*Data extracted from a collection:*
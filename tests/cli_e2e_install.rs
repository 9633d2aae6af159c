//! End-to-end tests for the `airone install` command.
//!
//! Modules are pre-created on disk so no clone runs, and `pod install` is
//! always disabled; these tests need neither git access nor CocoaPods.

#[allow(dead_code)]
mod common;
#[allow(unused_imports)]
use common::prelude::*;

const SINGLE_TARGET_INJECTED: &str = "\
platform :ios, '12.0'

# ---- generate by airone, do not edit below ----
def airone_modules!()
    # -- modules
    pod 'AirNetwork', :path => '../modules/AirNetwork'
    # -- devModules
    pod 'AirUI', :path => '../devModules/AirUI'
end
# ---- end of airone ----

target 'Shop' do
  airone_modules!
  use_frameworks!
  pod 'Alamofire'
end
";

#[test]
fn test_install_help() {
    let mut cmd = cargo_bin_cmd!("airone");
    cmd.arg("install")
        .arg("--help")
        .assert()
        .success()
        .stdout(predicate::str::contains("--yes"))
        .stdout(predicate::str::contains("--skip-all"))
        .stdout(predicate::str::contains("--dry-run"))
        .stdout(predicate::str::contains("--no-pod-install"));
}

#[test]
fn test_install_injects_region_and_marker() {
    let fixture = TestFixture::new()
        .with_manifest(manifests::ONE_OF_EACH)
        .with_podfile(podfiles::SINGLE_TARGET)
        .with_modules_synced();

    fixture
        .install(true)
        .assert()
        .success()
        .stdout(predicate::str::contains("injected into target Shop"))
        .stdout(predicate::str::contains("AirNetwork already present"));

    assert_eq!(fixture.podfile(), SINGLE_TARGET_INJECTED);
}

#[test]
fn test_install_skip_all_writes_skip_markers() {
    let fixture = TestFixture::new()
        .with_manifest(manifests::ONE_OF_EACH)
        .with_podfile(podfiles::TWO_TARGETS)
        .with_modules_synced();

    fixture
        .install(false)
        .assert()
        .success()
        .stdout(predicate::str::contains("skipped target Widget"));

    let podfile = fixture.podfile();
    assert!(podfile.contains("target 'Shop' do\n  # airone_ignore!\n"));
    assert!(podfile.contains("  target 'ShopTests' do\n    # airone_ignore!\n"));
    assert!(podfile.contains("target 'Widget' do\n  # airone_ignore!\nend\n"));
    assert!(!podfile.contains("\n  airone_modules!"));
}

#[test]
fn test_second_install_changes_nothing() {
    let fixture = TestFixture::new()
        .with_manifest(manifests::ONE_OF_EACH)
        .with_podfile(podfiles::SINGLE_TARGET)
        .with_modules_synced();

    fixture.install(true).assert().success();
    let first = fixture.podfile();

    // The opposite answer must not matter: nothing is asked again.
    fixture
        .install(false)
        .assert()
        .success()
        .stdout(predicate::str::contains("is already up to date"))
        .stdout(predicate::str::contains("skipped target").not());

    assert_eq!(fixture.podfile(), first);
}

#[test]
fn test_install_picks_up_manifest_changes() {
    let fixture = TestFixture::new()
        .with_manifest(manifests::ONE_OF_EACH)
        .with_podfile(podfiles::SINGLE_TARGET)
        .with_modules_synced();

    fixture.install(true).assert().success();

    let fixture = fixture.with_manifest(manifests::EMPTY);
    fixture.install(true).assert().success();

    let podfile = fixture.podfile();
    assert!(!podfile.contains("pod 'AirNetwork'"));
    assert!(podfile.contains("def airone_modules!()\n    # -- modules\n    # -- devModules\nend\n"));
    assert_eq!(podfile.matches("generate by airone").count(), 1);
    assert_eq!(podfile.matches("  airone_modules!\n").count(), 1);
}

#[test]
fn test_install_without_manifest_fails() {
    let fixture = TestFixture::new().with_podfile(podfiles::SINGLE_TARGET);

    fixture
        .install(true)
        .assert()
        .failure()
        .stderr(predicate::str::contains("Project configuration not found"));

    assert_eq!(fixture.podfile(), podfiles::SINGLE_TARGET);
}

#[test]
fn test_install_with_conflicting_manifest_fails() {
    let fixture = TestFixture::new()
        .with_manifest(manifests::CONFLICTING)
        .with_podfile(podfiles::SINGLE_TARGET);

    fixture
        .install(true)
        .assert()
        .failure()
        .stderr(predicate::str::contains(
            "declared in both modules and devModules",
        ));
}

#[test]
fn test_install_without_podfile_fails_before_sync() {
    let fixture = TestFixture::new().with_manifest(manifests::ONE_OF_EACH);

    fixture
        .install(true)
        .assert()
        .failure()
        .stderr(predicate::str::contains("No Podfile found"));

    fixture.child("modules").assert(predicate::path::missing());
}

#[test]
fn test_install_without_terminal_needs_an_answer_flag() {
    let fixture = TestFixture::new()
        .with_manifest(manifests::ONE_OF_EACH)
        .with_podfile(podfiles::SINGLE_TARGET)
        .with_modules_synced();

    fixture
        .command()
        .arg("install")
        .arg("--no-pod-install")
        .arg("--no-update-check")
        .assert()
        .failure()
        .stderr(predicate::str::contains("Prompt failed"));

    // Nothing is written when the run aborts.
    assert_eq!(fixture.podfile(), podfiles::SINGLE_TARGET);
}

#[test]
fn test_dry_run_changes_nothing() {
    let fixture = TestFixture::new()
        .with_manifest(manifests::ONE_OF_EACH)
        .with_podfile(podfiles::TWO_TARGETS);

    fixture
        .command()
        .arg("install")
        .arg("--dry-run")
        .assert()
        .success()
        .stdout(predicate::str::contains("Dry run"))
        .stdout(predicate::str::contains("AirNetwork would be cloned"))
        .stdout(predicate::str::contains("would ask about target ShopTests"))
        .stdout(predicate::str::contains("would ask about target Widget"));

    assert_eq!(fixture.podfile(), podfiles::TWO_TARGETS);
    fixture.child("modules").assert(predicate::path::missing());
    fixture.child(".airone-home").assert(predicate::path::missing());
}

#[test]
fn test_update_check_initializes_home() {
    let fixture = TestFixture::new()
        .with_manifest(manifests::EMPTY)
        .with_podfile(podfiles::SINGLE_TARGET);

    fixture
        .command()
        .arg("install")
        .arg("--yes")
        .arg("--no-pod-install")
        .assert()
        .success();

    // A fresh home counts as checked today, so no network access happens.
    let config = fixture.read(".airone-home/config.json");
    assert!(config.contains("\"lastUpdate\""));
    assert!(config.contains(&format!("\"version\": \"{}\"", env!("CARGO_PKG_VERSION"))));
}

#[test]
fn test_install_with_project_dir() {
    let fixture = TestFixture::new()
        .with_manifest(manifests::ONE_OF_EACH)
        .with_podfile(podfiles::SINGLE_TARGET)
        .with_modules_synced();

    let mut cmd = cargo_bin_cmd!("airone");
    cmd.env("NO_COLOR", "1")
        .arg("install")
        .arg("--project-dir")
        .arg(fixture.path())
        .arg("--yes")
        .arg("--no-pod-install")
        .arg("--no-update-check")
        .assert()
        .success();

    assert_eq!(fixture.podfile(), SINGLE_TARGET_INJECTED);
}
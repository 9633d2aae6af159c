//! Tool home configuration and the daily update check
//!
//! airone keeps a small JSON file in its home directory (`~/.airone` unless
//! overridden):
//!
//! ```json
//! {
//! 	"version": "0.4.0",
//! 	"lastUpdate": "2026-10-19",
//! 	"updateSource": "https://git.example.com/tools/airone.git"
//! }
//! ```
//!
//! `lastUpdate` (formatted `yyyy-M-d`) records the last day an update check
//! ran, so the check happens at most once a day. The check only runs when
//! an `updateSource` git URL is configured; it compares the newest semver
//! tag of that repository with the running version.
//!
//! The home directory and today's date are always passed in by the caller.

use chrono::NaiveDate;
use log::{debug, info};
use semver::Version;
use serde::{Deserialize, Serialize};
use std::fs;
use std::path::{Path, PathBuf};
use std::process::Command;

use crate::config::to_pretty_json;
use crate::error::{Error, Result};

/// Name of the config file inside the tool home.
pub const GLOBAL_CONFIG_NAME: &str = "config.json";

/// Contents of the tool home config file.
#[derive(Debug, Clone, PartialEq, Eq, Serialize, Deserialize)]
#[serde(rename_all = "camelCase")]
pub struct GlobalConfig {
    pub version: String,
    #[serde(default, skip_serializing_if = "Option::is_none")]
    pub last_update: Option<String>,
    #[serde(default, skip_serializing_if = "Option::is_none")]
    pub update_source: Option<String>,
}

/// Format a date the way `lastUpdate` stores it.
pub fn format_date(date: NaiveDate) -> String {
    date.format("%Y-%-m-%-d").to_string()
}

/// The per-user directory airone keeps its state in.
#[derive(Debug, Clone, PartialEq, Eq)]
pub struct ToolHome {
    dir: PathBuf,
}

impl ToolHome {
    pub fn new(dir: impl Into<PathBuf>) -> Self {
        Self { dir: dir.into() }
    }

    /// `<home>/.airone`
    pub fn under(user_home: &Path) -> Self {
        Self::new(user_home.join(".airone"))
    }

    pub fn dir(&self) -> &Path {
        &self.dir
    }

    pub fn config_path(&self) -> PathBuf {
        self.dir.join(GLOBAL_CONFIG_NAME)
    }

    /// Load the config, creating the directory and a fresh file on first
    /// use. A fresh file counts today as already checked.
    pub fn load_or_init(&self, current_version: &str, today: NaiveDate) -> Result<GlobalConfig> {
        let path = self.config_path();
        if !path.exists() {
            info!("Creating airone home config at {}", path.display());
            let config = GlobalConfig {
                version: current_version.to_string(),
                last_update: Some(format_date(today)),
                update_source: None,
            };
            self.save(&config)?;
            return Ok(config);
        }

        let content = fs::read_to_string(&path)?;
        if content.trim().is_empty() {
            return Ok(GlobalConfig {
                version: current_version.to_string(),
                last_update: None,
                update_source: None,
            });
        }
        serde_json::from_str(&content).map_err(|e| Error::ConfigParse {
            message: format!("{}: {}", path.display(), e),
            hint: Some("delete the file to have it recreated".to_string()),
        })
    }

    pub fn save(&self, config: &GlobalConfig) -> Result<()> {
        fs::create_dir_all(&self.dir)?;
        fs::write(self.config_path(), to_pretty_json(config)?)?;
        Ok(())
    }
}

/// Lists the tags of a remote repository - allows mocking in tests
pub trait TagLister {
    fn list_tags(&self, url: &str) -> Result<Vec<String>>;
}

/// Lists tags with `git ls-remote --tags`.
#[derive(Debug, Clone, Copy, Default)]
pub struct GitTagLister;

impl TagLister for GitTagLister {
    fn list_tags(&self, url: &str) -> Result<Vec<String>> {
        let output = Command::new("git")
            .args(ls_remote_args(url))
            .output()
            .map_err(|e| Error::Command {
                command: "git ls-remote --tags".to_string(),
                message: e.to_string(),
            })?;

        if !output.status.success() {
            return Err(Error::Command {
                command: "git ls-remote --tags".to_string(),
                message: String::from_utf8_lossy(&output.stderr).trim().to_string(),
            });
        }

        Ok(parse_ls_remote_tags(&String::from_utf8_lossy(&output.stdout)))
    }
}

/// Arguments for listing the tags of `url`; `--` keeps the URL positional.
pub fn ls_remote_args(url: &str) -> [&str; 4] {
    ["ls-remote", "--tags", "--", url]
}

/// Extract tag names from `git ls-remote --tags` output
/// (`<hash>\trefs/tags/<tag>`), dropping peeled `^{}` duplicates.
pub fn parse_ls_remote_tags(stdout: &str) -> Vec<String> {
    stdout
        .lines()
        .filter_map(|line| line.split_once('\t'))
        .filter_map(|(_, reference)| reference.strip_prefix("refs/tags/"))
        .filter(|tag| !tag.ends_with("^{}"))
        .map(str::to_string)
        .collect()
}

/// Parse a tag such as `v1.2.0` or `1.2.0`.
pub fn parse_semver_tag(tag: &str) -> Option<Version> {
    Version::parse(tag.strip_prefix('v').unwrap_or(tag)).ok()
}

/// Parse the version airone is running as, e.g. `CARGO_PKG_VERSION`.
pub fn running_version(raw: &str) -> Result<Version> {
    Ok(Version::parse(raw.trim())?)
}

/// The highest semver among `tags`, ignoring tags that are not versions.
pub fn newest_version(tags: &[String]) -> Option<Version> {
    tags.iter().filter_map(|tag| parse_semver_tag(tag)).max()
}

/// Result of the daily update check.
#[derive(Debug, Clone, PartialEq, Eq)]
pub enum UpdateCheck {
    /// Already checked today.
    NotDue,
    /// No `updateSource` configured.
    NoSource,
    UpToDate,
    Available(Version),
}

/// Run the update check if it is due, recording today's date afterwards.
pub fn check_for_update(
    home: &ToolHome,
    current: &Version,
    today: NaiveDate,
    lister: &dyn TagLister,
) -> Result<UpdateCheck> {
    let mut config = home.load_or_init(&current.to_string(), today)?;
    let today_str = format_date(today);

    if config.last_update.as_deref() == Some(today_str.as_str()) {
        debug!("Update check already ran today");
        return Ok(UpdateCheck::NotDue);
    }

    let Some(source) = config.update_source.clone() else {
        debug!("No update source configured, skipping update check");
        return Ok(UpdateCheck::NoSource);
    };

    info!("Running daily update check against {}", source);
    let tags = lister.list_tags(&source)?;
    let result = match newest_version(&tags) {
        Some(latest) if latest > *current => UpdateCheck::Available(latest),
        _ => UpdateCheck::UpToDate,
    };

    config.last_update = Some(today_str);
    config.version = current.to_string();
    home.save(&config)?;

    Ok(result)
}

*Work request:* Your task for the entries above: copy exactly the span starting with the line with "pub fn save(&self, config: &GlobalConfig)" and going on through the line with "Lists tags with", both lines included, and nothing else.

*Reply:*
    pub fn save(&self, config: &GlobalConfig) -> Result<()> {
        fs::create_dir_all(&self.dir)?;
        fs::write(self.config_path(), to_pretty_json(config)?)?;
        Ok(())
    }
}

/// Lists the tags of a remote repository - allows mocking in tests
pub trait TagLister {
    fn list_tags(&self, url: &str) -> Result<Vec<String>>;
}

/// Lists tags with `git ls-remote --tags`.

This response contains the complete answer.